Nada tiene que ver el acceso al campanario con el estado en el que se encuentra la iglesia de San Esteban Protomártir, recientemente restaurada «para otros doscientos años», apunta Isaías, a la vez que matiza que las obras para consolidar el templo han costado «sobre doce o catorce millones de pesetas, que ha puesto el Ayuntamiento, no es como antes que cada vecino daba quinientas o mil pesetas, pero ahora somos pocos y tendríamos que poner medio millón cada uno». Y es que Villarmentero, como otros muchos pueblos, lleva décadas sufriendo una galopante despoblación y viendo como se van cerrando sus casas.

«Soy el mayor del pueblo, a todos los demás les he ido tocando las campanas... siempre me toca a mí hacerlo», señala esbozando una sonrisa y a la vez lamentando que todos los años tiene que subir dos o tres veces al campanario para despedir a vecinos de un pueblo, «en el que no ha nacido nadie en los últimos ocho años», señala uno de los últimos campaneros de una generación que comenzó a desaparecer «cuando obligaron a los ayuntamientos a tenerles asegurados por si ocurre una desgracia», matiza.

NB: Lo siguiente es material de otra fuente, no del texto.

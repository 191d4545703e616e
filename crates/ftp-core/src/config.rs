//! The properties-file loader and the validated [`ServerConfig`] it produces.
//!
//! The loader itself stays deliberately naive — one `key=value` pair per
//! line, `#` comments, blank lines skipped. Everything that looks like
//! validation (range checks, required keys, path creation) happens once, in
//! [`ServerConfig::from_properties`], so the rest of the workspace only ever
//! sees a config that is already known to be sound.

use std::collections::HashMap;
use std::fs;
use std::path::{Path, PathBuf};

use crate::constants::{DEFAULT_THREADS_NUMBER, MAX_THREADS_NUMBER, MIN_THREADS_NUMBER};

/// Failure building a [`ServerConfig`] from a properties file.
#[derive(Debug, thiserror::Error)]
pub enum ConfigError {
    /// The properties file could not be read.
    #[error("failed to read properties file {path}: {source}")]
    Read {
        /// Path that failed to open.
        path: PathBuf,
        /// Underlying OS error.
        #[source]
        source: std::io::Error,
    },

    /// A line was not a `#` comment, blank, or a single `key=value` pair.
    #[error("malformed line {line_no} in {path}: {content:?}")]
    MalformedLine {
        /// Path of the offending properties file.
        path: PathBuf,
        /// 1-based line number.
        line_no: usize,
        /// Raw line content, for diagnostics.
        content: String,
    },

    /// A key required by [`ServerConfig`] was absent.
    #[error("missing required property: {0}")]
    MissingKey(&'static str),

    /// A key's value failed to parse as the type it's declared to hold.
    #[error("invalid value for property {key}: {value:?}")]
    InvalidValue {
        /// Offending property key.
        key: &'static str,
        /// Raw value that failed to parse.
        value: String,
    },

    /// `root_directory` could not be created or entered.
    #[error("root directory {path} is not usable: {source}")]
    RootDirectory {
        /// Offending root directory path.
        path: PathBuf,
        /// Underlying OS error.
        #[source]
        source: std::io::Error,
    },
}

/// Parses a properties file into an ordered map of raw string key/value pairs.
///
/// # Errors
///
/// Returns [`ConfigError::Read`] if the file can't be opened, or
/// [`ConfigError::MalformedLine`] for any non-blank, non-comment line
/// lacking a single `=` separator.
pub fn load_properties(path: &Path) -> Result<HashMap<String, String>, ConfigError> {
    let contents = fs::read_to_string(path).map_err(|source| ConfigError::Read {
        path: path.to_path_buf(),
        source,
    })?;

    let mut properties = HashMap::new();
    for (idx, raw_line) in contents.lines().enumerate() {
        let line = raw_line.trim();
        if line.is_empty() || line.starts_with('#') {
            continue;
        }

        let Some((key, value)) = line.split_once('=') else {
            return Err(ConfigError::MalformedLine {
                path: path.to_path_buf(),
                line_no: idx + 1,
                content: raw_line.to_string(),
            });
        };

        properties.insert(key.trim().to_string(), value.trim().to_string());
    }

    Ok(properties)
}

/// Validated server configuration, built from a properties file by
/// [`ServerConfig::from_properties`].
#[derive(Debug, Clone)]
pub struct ServerConfig {
    /// Destination for log output; `None` means stdout.
    pub log_file: Option<PathBuf>,
    /// Number of worker threads servicing the task queue.
    pub threads_number: u16,
    /// TCP port the reactor listens on for control connections.
    pub control_port: u16,
    /// TCP port used as the local endpoint when opening ACTIVE data connections.
    pub data_port: u16,
    /// Backlog passed to `listen(2)` for the control listener.
    pub connection_queue_size: u32,
    /// Server root; every session's filesystem view is rooted here.
    pub root_directory: PathBuf,
    /// Optional cap, in bytes, on a single `STOR`'s total payload.
    pub max_transfer_bytes: Option<u64>,
    /// Minimum severity emitted by the logger, as a `tracing` filter directive.
    pub log_level: String,
}

impl ServerConfig {
    /// Loads and validates a [`ServerConfig`] from the properties file at `path`.
    ///
    /// Creates `root_directory` if it does not already exist, then `chdir`s
    /// the process into it.
    ///
    /// # Errors
    ///
    /// Returns [`ConfigError`] if the file is unreadable or malformed, a
    /// required key is missing, a value fails to parse or falls outside its
    /// accepted range, or `root_directory` cannot be created or entered.
    pub fn from_properties(path: &Path) -> Result<Self, ConfigError> {
        let properties = load_properties(path)?;
        Self::from_map(&properties)
    }

    fn from_map(properties: &HashMap<String, String>) -> Result<Self, ConfigError> {
        let log_file = properties
            .get("log_file")
            .map(String::as_str)
            .filter(|value| !value.is_empty())
            .map(PathBuf::from);

        let threads_number = match properties.get("threads_number") {
            None => DEFAULT_THREADS_NUMBER,
            Some(raw) => {
                let parsed: u16 = raw.parse().map_err(|_| ConfigError::InvalidValue {
                    key: "threads_number",
                    value: raw.clone(),
                })?;
                if parsed < MIN_THREADS_NUMBER || parsed > MAX_THREADS_NUMBER {
                    return Err(ConfigError::InvalidValue {
                        key: "threads_number",
                        value: raw.clone(),
                    });
                }
                parsed
            }
        };

        let control_port = parse_required_u16(properties, "control_port")?;
        let data_port = parse_required_u16(properties, "data_port")?;

        let connection_queue_size = properties
            .get("connection_queue_size")
            .ok_or(ConfigError::MissingKey("connection_queue_size"))?
            .parse()
            .map_err(|_| ConfigError::InvalidValue {
                key: "connection_queue_size",
                value: properties["connection_queue_size"].clone(),
            })?;

        let root_directory = properties
            .get("root_directory")
            .ok_or(ConfigError::MissingKey("root_directory"))?;
        let root_directory = PathBuf::from(root_directory);
        ensure_root_directory(&root_directory)?;

        let max_transfer_bytes = match properties.get("max_transfer_bytes") {
            None => None,
            Some(raw) => Some(raw.parse().map_err(|_| ConfigError::InvalidValue {
                key: "max_transfer_bytes",
                value: raw.clone(),
            })?),
        };

        let log_level = properties
            .get("log_level")
            .cloned()
            .unwrap_or_else(|| "info".to_string());

        Ok(Self {
            log_file,
            threads_number,
            control_port,
            data_port,
            connection_queue_size,
            root_directory,
            max_transfer_bytes,
            log_level,
        })
    }
}

fn parse_required_u16(
    properties: &HashMap<String, String>,
    key: &'static str,
) -> Result<u16, ConfigError> {
    let raw = properties.get(key).ok_or(ConfigError::MissingKey(key))?;
    raw.parse()
        .map_err(|_| ConfigError::InvalidValue {
            key,
            value: raw.clone(),
        })
}

fn ensure_root_directory(path: &Path) -> Result<(), ConfigError> {
    if !path.is_dir() {
        fs::create_dir_all(path).map_err(|source| ConfigError::RootDirectory {
            path: path.to_path_buf(),
            source,
        })?;
    }
    std::env::set_current_dir(path).map_err(|source| ConfigError::RootDirectory {
        path: path.to_path_buf(),
        source,
    })
}
//! `PWD` — print the session's full working directory.

use std::os::unix::io::RawFd;

use crate::error::ServerError;
use crate::handlers::HandlerContext;

pub(super) fn handle(ctx: &HandlerContext, control_fd: RawFd) -> Result<(u16, String), ServerError> {
    let session = ctx.registry.lookup(control_fd)?;
    Ok((200, session.printable_path()))
}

Isaías conoce muchos de los campanarios de la provincia y no duda al asegurar que uno de los mejores es el de Palacios de Benaver, «que estaba muy bien, y también el de Hornillos del Camino, también muy bueno y con las mejores campanas; el que peor escalera tiene es el de Villarmentero». Isaías lamenta que no se organicen más encuentros de campaneros, «a los que me tienen que llevar porque ya no tengo coche», pero a pesar de ello mantiene contacto con muchos de los campaneros, «de los que soy el mayor de todos».

Además del libro de las flores, Isaías, memoria viva de Villarmentero, también tiene recopiladas las costumbres y oficios que había en el pueblo, así como «los 82 términos que teníamos con 300 hectáreas, pero con la parcelación se han quedado solo en cuatro», apunta este agricultor de secano y regadío, quien asegura que, «era un pueblo de mucho trabajo porque se regaba todo del río. Nos hemos matado trabajando en la patata y remolacha, ha sido un pueblo de mucho trabajo». Isaías es de esos agricultores que comenzó utilizando el trillo y dio el salto a la agricultura moderna adquiriendo la primera cosechadora del pueblo. 

«Antes éramos veinticinco agricultores y ahora solo quedan tres, en el campo trabajábamos más de cien personas y ahora entre tres se hacen todo el pueblo... y les sobra tiempo», puntualiza con una amplia sonrisa. Al igual que otros muchos jóvenes de su generación, solo ha salido de Villarmentero para hacer la mili, en su caso en Tetuán, «donde me pasé dos años sin venir de permiso y comiendo todos los días arroz con un chusco, pasamos mucha hambre», lo que no ocurría aquí «porque no faltaban el pan y el cochino... y además se mataba un buey para cuatro familias, pero todo racionado». 

A sus 93 años, viudo y con tres hijas, vive solo, aunque ahora está con él una nieta «porque no encuentra trabajo», matiza. Se hace la comida, corta leña, mantiene una huerta y afirma que «como mejor estoy es trabajando (lamenta haberse jubilado a los 62 años), aunque dejo la labor por subir a tocar las campanas y espero hacerlo hasta los cien años», asegura este hombre dicharachero y lleno de vitalidad y que solo se queja porque «me falta un poco de oído», sordera que no le impide oír y reconocer el tañer de las campanas de pueblos próximos, como Pedrosa, Palacios, Tardajos o incluso Buniel.